Beggars cluster at the traffic signals, emaciated babies held at the waist in dirty rags by tired mothers, drunken fathers lolling on the dividers. You don't want to encourage them- but it isn't easy to turn away either, cold-hearted and indifferent; only, you know that single coin you give them isn't going to help them anyway, and you wish you could do something more, then forget about your resolutions promptly once the light turns green. Fickle, cold-hearted humanity.
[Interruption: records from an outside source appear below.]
use crate::belief::BeliefState;
use crate::belief::query;
use crate::model::hand::HandVector;
use crate::model::ledger::GameLedger;
use crate::model::player::PlayerId;
use crate::model::rank::Rank;
use crate::model::rules::Rules;

/// What a player may legitimately consult when choosing an action: public counts,
/// its own hand and its own belief about the opponent.
#[derive(Debug, Clone, Copy)]
pub struct PlayerView<'a> {
    player: PlayerId,
    ledger: &'a GameLedger,
    belief: &'a BeliefState,
}

impl<'a> PlayerView<'a> {
    pub fn new(
        player: PlayerId,
        ledger: &'a GameLedger,
        belief: &'a BeliefState,
    ) -> Self {
        Self {
            player,
            ledger,
            belief,
        }
    }

    pub fn player(&self) -> PlayerId {
        self.player
    }

    pub fn rules(&self) -> &'a Rules {
        self.ledger.rules()
    }

    pub fn hand(&self) -> &'a HandVector {
        self.ledger.hand(self.player)
    }

    pub fn opponent_card_count(&self) -> usize {
        self.ledger.hand(self.player.opponent()).total()
    }

    pub fn deck_len(&self) -> usize {
        self.ledger.deck_len()
    }

    pub fn belief_about_opponent(&self) -> &'a BeliefState {
        self.belief
    }

    pub fn has_rank_probability(&self, rank: Rank) -> f64 {
        query::marginal_has_rank(self.belief, rank)
    }

    pub fn at_least_probability(&self, rank: Rank, k: u8) -> f64 {
        query::marginal_at_least(self.belief, rank, k)
    }

    /// Copies of `rank` this player still lacks for a book.
    pub fn missing(&self, rank: Rank) -> u8 {
        self.rules().suit_size.saturating_sub(self.hand()[rank])
    }
}
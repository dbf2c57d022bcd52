//! Weighted hypothesis sets and the primitives that update them.

use crate::error::{ContradictionError, InvalidActionError};
use crate::model::hand::HandVector;
use crate::model::rank::Rank;
use std::collections::BTreeMap;

/// Tolerance used whenever probability mass is compared.
pub const PROBABILITY_EPSILON: f64 = 1e-9;

/// One hypothesis about the target's hand, as accepted by [`BeliefState::insert`].
#[derive(Debug, Clone)]
pub struct World {
    pub p: f64,
    pub think: HandVector,
}

impl World {
    pub fn new(p: f64, think: HandVector) -> Self {
        Self { p, think }
    }
}

/// Distribution one player holds over the other's hand.
///
/// Worlds are keyed by think-vector, so inserting a world whose think-vector is
/// already present adds to the existing probability instead of duplicating it.
#[derive(Debug, Clone, PartialEq)]
pub struct BeliefState {
    ranks: u8,
    worlds: BTreeMap<HandVector, f64>,
}

impl BeliefState {
    /// Certainty that the target holds nothing.
    pub fn new(ranks: u8) -> Self {
        let mut worlds = BTreeMap::new();
        worlds.insert(HandVector::zeroed(ranks), 1.0);
        Self { ranks, worlds }
    }

    /// Builds a state from arbitrary worlds, merging duplicates. No renormalisation is applied.
    pub fn from_worlds(ranks: u8, worlds: impl IntoIterator<Item = World>) -> Self {
        let mut state = Self {
            ranks,
            worlds: BTreeMap::new(),
        };
        for world in worlds {
            state.insert(world);
        }
        state
    }

    pub fn ranks(&self) -> u8 {
        self.ranks
    }

    pub fn len(&self) -> usize {
        self.worlds.len()
    }

    pub fn is_empty(&self) -> bool {
        self.worlds.is_empty()
    }

    /// Merge-on-insert: probabilities of equal think-vectors are summed.
    pub fn insert(&mut self, world: World) {
        *self.worlds.entry(world.think).or_insert(0.0) += world.p;
    }

    pub fn probability(&self, think: &HandVector) -> Option<f64> {
        self.worlds.get(think).copied()
    }

    pub fn iter(&self) -> impl Iterator<Item = (&HandVector, f64)> + '_ {
        self.worlds.iter().map(|(think, &p)| (think, p))
    }

    pub fn total_probability(&self) -> f64 {
        self.worlds.values().sum()
    }

    pub fn is_normalized(&self) -> bool {
        (self.total_probability() - 1.0).abs() <= PROBABILITY_EPSILON
    }

    /// Bayesian filter: keeps the worlds satisfying `keep` and rescales them to sum to one.
    ///
    /// Returns a new state; `self` is untouched. Fails when no probability mass survives.
    pub fn conditioned<F>(&self, keep: F) -> Result<Self, ContradictionError>
    where
        F: Fn(&HandVector) -> bool,
    {
        let survivors: Vec<(&HandVector, f64)> =
            self.iter().filter(|(think, _)| keep(think)).collect();
        let total: f64 = survivors.iter().map(|(_, p)| p).sum();
        if !total.is_finite() || total <= 0.0 {
            return Err(ContradictionError::new(self.len()));
        }

        let worlds = survivors
            .into_iter()
            .map(|(think, p)| (think.clone(), p / total))
            .collect();
        Ok(Self {
            ranks: self.ranks,
            worlds,
        })
    }

    /// In-place form of [`BeliefState::conditioned`]. On error the state is unchanged.
    pub fn condition<F>(&mut self, keep: F) -> Result<(), ContradictionError>
    where
        F: Fn(&HandVector) -> bool,
    {
        *self = self.conditioned(keep)?;
        Ok(())
    }

    /// Expands every world over the rank the target may just have drawn.
    ///
    /// `observer_hand` is the observer's real hand and `deck_before` the deck size
    /// before the draw. Under world `w` the deck holds
    /// `suit_size - w[c] - observer_hand[c]` cards of rank `c`; each positive count
    /// spawns a successor with `c` incremented and proportional probability.
    pub fn branched_on_draw(
        &self,
        suit_size: u8,
        observer_hand: &HandVector,
        deck_before: usize,
    ) -> Result<Self, InvalidActionError> {
        if deck_before == 0 {
            return Err(InvalidActionError::EmptyDeck);
        }

        let mut next = Self {
            ranks: self.ranks,
            worlds: BTreeMap::new(),
        };
        let deck_size = deck_before as f64;
        for (think, p) in self.iter() {
            for rank in Rank::all(self.ranks) {
                let in_deck =
                    i32::from(suit_size) - i32::from(think[rank]) - i32::from(observer_hand[rank]);
                if in_deck <= 0 {
                    continue;
                }
                next.insert(World::new(
                    p * f64::from(in_deck) / deck_size,
                    think.with_increment(rank),
                ));
            }
        }
        Ok(next)
    }

    /// Rewrites every think-vector, re-merging worlds that become identical.
    pub fn mapped<F>(&self, mut rewrite: F) -> Self
    where
        F: FnMut(&mut HandVector),
    {
        let mut next = Self {
            ranks: self.ranks,
            worlds: BTreeMap::new(),
        };
        for (think, p) in self.iter() {
            let mut think = think.clone();
            rewrite(&mut think);
            next.insert(World::new(p, think));
        }
        next
    }
}
use crate::error::RulesError;
use serde::{Deserialize, Serialize};

/// Table parameters: how many ranks, copies per rank, and cards dealt per player.
#[derive(Debug, Clone, Copy, PartialEq, Eq, Serialize, Deserialize)]
pub struct Rules {
    pub ranks: u8,
    pub suit_size: u8,
    pub hand_size: u8,
}

impl Rules {
    pub const fn new(ranks: u8, suit_size: u8, hand_size: u8) -> Self {
        Self {
            ranks,
            suit_size,
            hand_size,
        }
    }

    /// Thirteen ranks of four suits, seven cards each.
    pub const fn standard() -> Self {
        Self::new(13, 4, 7)
    }

    pub fn total_cards(&self) -> usize {
        self.ranks as usize * self.suit_size as usize
    }

    pub fn validate(&self) -> Result<(), RulesError> {
        if self.ranks == 0 {
            return Err(RulesError::NoRanks);
        }
        if self.suit_size == 0 {
            return Err(RulesError::EmptySuit);
        }
        let dealt = 2 * self.hand_size as usize;
        if dealt > self.total_cards() {
            return Err(RulesError::DealExceedsDeck {
                dealt,
                deck: self.total_cards(),
            });
        }
        Ok(())
    }
}

impl Default for Rules {
    fn default() -> Self {
        Self::standard()
    }
}
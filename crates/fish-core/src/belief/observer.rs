//! Event sink notified by the belief engine.

use super::AskOutcome;
use crate::model::player::PlayerId;
use crate::model::rank::Rank;

#[derive(Debug, Clone, PartialEq, Eq)]
pub enum BeliefEvent {
    Drew {
        drawer: PlayerId,
        rank: Rank,
        deck_remaining: usize,
    },
    Conditioned {
        observer: PlayerId,
        before: usize,
        after: usize,
    },
    Branched {
        observer: PlayerId,
        before: usize,
        after: usize,
    },
    Asked {
        asker: PlayerId,
        rank: Rank,
        outcome: AskOutcome,
    },
    Transferred {
        giver: PlayerId,
        receiver: PlayerId,
        rank: Rank,
        count: u8,
    },
}

/// Receives belief engine events. Implementations must not assume any I/O is available.
pub trait BeliefObserver {
    fn notify(&mut self, event: &BeliefEvent);
}

impl<T: BeliefObserver + ?Sized> BeliefObserver for &mut T {
    fn notify(&mut self, event: &BeliefEvent) {
        (**self).notify(event);
    }
}

impl<T: BeliefObserver + ?Sized> BeliefObserver for Box<T> {
    fn notify(&mut self, event: &BeliefEvent) {
        (**self).notify(event);
    }
}

#[derive(Debug, Clone, Copy, Default)]
pub struct NullObserver;

impl BeliefObserver for NullObserver {
    fn notify(&mut self, _event: &BeliefEvent) {}
}

/// Keeps every event in order.
#[derive(Debug, Clone, Default)]
pub struct RecordingObserver {
    events: Vec<BeliefEvent>,
}

impl RecordingObserver {
    pub fn new() -> Self {
        Self::default()
    }

    pub fn events(&self) -> &[BeliefEvent] {
        &self.events
    }

    pub fn clear(&mut self) {
        self.events.clear();
    }
}

impl BeliefObserver for RecordingObserver {
    fn notify(&mut self, event: &BeliefEvent) {
        self.events.push(event.clone());
    }
}
//! Belief engine events forwarded to `tracing`.

use fish_core::belief::{BeliefEvent, BeliefObserver};
use tracing::{Level, event};

/// Emits every belief event under the `fish_bot::belief` target and keeps running counters.
#[derive(Debug, Clone, Copy, Default)]
pub struct TracingObserver {
    enabled: bool,
    events: usize,
    contractions: usize,
    peak_worlds: usize,
}

impl TracingObserver {
    pub fn new() -> Self {
        Self {
            enabled: true,
            ..Self::default()
        }
    }

    /// Counts events without logging them.
    pub fn silent() -> Self {
        Self::default()
    }

    pub fn events(&self) -> usize {
        self.events
    }

    /// Number of conditionings that removed at least one world.
    pub fn contractions(&self) -> usize {
        self.contractions
    }

    pub fn peak_worlds(&self) -> usize {
        self.peak_worlds
    }

    pub fn reset(&mut self) {
        *self = Self {
            enabled: self.enabled,
            ..Self::default()
        };
    }
}

impl BeliefObserver for TracingObserver {
    fn notify(&mut self, belief_event: &BeliefEvent) {
        self.events += 1;
        match *belief_event {
            BeliefEvent::Conditioned { after, before, .. } => {
                if after < before {
                    self.contractions += 1;
                }
                self.peak_worlds = self.peak_worlds.max(after);
            }
            BeliefEvent::Branched { after, .. } => {
                self.peak_worlds = self.peak_worlds.max(after);
            }
            _ => {}
        }
        if !self.enabled {
            return;
        }

        match belief_event {
            BeliefEvent::Drew {
                drawer,
                rank,
                deck_remaining,
            } => event!(
                target: "fish_bot::belief",
                Level::TRACE,
                kind = "drew",
                drawer = %drawer,
                rank = %rank,
                deck_remaining,
            ),
            BeliefEvent::Conditioned {
                observer,
                before,
                after,
            } => event!(
                target: "fish_bot::belief",
                Level::DEBUG,
                kind = "conditioned",
                observer = %observer,
                before,
                after,
            ),
            BeliefEvent::Branched {
                observer,
                before,
                after,
            } => event!(
                target: "fish_bot::belief",
                Level::DEBUG,
                kind = "branched",
                observer = %observer,
                before,
                after,
            ),
            BeliefEvent::Asked {
                asker,
                rank,
                outcome,
            } => event!(
                target: "fish_bot::belief",
                Level::TRACE,
                kind = "asked",
                asker = %asker,
                rank = %rank,
                outcome = outcome.as_str(),
            ),
            BeliefEvent::Transferred {
                giver,
                receiver,
                rank,
                count,
            } => event!(
                target: "fish_bot::belief",
                Level::TRACE,
                kind = "transferred",
                giver = %giver,
                receiver = %receiver,
                rank = %rank,
                count,
            ),
        }
    }
}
The fly-overs and the faux-modernism cannot mask the infrastructural lapses and the glaring masses of people struggling to make ends meet. The few gardens and the sparkling fountains don't hide the vast tracts of barren land where garbage is heaped by the truckloads, the ponds wherefrom sickening odours rise and where parasites thrive. Tombstones and cremation grounds dot the outskirts, the dead and the forgotten buried and burnt and generally dispensed with. Life as it is, ironically, may not seem much better to some of those multitudes.
Time to weed the garden.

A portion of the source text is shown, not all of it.